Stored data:
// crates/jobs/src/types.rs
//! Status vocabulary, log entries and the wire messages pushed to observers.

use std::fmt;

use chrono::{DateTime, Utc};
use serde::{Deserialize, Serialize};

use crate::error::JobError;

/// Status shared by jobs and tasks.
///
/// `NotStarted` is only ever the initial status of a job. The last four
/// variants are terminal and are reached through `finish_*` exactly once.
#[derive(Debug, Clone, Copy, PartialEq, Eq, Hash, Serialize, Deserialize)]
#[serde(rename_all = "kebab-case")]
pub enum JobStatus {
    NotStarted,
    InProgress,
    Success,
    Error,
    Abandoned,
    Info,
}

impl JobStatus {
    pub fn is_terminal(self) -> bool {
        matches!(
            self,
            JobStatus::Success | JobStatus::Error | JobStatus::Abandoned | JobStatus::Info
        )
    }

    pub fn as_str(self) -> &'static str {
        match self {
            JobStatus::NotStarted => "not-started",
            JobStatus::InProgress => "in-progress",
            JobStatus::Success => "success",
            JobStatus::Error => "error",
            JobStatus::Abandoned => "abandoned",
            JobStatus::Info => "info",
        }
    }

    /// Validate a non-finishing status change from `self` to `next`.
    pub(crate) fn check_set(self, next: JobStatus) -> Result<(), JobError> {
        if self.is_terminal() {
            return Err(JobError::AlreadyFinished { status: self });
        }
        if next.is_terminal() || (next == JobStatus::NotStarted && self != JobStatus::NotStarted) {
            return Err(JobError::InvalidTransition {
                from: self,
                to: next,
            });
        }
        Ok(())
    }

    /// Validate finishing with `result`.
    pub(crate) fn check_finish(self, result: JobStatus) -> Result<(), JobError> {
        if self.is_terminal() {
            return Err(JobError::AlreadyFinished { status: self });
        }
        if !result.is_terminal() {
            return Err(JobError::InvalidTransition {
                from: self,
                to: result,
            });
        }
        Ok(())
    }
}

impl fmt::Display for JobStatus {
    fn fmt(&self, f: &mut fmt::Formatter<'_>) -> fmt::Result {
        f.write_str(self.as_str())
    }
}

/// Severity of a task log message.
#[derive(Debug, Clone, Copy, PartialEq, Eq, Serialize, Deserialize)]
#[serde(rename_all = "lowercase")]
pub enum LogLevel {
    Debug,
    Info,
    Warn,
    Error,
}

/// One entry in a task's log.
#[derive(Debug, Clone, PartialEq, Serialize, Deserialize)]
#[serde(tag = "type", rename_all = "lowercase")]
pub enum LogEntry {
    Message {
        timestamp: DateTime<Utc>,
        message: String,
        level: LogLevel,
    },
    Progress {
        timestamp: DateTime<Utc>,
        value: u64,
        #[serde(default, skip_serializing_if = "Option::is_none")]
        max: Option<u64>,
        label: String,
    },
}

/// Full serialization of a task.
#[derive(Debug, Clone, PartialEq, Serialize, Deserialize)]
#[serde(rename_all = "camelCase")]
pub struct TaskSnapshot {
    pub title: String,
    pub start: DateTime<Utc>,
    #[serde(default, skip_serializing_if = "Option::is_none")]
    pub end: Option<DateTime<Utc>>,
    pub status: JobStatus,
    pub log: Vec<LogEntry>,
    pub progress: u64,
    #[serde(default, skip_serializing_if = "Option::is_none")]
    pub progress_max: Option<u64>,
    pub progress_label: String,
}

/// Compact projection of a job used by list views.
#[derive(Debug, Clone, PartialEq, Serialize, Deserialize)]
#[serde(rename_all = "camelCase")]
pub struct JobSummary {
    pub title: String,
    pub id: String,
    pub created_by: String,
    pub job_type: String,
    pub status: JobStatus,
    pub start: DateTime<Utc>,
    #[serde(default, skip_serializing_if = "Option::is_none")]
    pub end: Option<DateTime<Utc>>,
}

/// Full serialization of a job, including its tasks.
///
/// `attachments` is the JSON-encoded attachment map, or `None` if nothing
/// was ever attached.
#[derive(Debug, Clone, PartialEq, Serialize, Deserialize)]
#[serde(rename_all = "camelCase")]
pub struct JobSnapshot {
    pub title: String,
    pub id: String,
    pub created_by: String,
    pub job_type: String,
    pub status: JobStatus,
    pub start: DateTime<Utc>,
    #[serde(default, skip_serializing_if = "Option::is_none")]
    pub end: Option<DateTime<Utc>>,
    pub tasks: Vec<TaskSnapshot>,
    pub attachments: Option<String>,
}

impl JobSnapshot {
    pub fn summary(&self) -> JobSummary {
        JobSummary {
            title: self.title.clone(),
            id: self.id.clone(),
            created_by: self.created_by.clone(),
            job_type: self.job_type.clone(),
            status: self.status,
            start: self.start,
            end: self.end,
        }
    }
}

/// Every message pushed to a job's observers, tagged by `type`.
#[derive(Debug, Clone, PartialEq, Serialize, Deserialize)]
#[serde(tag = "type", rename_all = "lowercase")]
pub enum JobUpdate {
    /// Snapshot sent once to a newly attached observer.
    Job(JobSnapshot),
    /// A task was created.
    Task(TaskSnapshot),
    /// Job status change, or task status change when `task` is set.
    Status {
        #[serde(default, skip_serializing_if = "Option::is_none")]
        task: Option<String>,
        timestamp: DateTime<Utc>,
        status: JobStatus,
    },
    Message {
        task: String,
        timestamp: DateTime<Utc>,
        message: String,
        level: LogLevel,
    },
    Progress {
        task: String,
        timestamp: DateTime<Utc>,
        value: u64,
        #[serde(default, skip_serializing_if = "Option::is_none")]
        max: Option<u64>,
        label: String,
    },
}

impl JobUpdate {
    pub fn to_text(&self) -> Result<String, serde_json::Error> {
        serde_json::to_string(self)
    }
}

**WORK ITEM**: All entries given above are to be printed again exactly.

**THE ANSWER**:
// crates/jobs/src/types.rs
//! Status vocabulary, log entries and the wire messages pushed to observers.

use std::fmt;

use chrono::{DateTime, Utc};
use serde::{Deserialize, Serialize};

use crate::error::JobError;

/// Status shared by jobs and tasks.
///
/// `NotStarted` is only ever the initial status of a job. The last four
/// variants are terminal and are reached through `finish_*` exactly once.
#[derive(Debug, Clone, Copy, PartialEq, Eq, Hash, Serialize, Deserialize)]
#[serde(rename_all = "kebab-case")]
pub enum JobStatus {
    NotStarted,
    InProgress,
    Success,
    Error,
    Abandoned,
    Info,
}

impl JobStatus {
    pub fn is_terminal(self) -> bool {
        matches!(
            self,
            JobStatus::Success | JobStatus::Error | JobStatus::Abandoned | JobStatus::Info
        )
    }

    pub fn as_str(self) -> &'static str {
        match self {
            JobStatus::NotStarted => "not-started",
            JobStatus::InProgress => "in-progress",
            JobStatus::Success => "success",
            JobStatus::Error => "error",
            JobStatus::Abandoned => "abandoned",
            JobStatus::Info => "info",
        }
    }

    /// Validate a non-finishing status change from `self` to `next`.
    pub(crate) fn check_set(self, next: JobStatus) -> Result<(), JobError> {
        if self.is_terminal() {
            return Err(JobError::AlreadyFinished { status: self });
        }
        if next.is_terminal() || (next == JobStatus::NotStarted && self != JobStatus::NotStarted) {
            return Err(JobError::InvalidTransition {
                from: self,
                to: next,
            });
        }
        Ok(())
    }

    /// Validate finishing with `result`.
    pub(crate) fn check_finish(self, result: JobStatus) -> Result<(), JobError> {
        if self.is_terminal() {
            return Err(JobError::AlreadyFinished { status: self });
        }
        if !result.is_terminal() {
            return Err(JobError::InvalidTransition {
                from: self,
                to: result,
            });
        }
        Ok(())
    }
}

impl fmt::Display for JobStatus {
    fn fmt(&self, f: &mut fmt::Formatter<'_>) -> fmt::Result {
        f.write_str(self.as_str())
    }
}

/// Severity of a task log message.
#[derive(Debug, Clone, Copy, PartialEq, Eq, Serialize, Deserialize)]
#[serde(rename_all = "lowercase")]
pub enum LogLevel {
    Debug,
    Info,
    Warn,
    Error,
}

/// One entry in a task's log.
#[derive(Debug, Clone, PartialEq, Serialize, Deserialize)]
#[serde(tag = "type", rename_all = "lowercase")]
pub enum LogEntry {
    Message {
        timestamp: DateTime<Utc>,
        message: String,
        level: LogLevel,
    },
    Progress {
        timestamp: DateTime<Utc>,
        value: u64,
        #[serde(default, skip_serializing_if = "Option::is_none")]
        max: Option<u64>,
        label: String,
    },
}

/// Full serialization of a task.
#[derive(Debug, Clone, PartialEq, Serialize, Deserialize)]
#[serde(rename_all = "camelCase")]
pub struct TaskSnapshot {
    pub title: String,
    pub start: DateTime<Utc>,
    #[serde(default, skip_serializing_if = "Option::is_none")]
    pub end: Option<DateTime<Utc>>,
    pub status: JobStatus,
    pub log: Vec<LogEntry>,
    pub progress: u64,
    #[serde(default, skip_serializing_if = "Option::is_none")]
    pub progress_max: Option<u64>,
    pub progress_label: String,
}

/// Compact projection of a job used by list views.
#[derive(Debug, Clone, PartialEq, Serialize, Deserialize)]
#[serde(rename_all = "camelCase")]
pub struct JobSummary {
    pub title: String,
    pub id: String,
    pub created_by: String,
    pub job_type: String,
    pub status: JobStatus,
    pub start: DateTime<Utc>,
    #[serde(default, skip_serializing_if = "Option::is_none")]
    pub end: Option<DateTime<Utc>>,
}

/// Full serialization of a job, including its tasks.
///
/// `attachments` is the JSON-encoded attachment map, or `None` if nothing
/// was ever attached.
#[derive(Debug, Clone, PartialEq, Serialize, Deserialize)]
#[serde(rename_all = "camelCase")]
pub struct JobSnapshot {
    pub title: String,
    pub id: String,
    pub created_by: String,
    pub job_type: String,
    pub status: JobStatus,
    pub start: DateTime<Utc>,
    #[serde(default, skip_serializing_if = "Option::is_none")]
    pub end: Option<DateTime<Utc>>,
    pub tasks: Vec<TaskSnapshot>,
    pub attachments: Option<String>,
}

impl JobSnapshot {
    pub fn summary(&self) -> JobSummary {
        JobSummary {
            title: self.title.clone(),
            id: self.id.clone(),
            created_by: self.created_by.clone(),
            job_type: self.job_type.clone(),
            status: self.status,
            start: self.start,
            end: self.end,
        }
    }
}

/// Every message pushed to a job's observers, tagged by `type`.
#[derive(Debug, Clone, PartialEq, Serialize, Deserialize)]
#[serde(tag = "type", rename_all = "lowercase")]
pub enum JobUpdate {
    /// Snapshot sent once to a newly attached observer.
    Job(JobSnapshot),
    /// A task was created.
    Task(TaskSnapshot),
    /// Job status change, or task status change when `task` is set.
    Status {
        #[serde(default, skip_serializing_if = "Option::is_none")]
        task: Option<String>,
        timestamp: DateTime<Utc>,
        status: JobStatus,
    },
    Message {
        task: String,
        timestamp: DateTime<Utc>,
        message: String,
        level: LogLevel,
    },
    Progress {
        task: String,
        timestamp: DateTime<Utc>,
        value: u64,
        #[serde(default, skip_serializing_if = "Option::is_none")]
        max: Option<u64>,
        label: String,
    },
}

impl JobUpdate {
    pub fn to_text(&self) -> Result<String, serde_json::Error> {
        serde_json::to_string(self)
    }
}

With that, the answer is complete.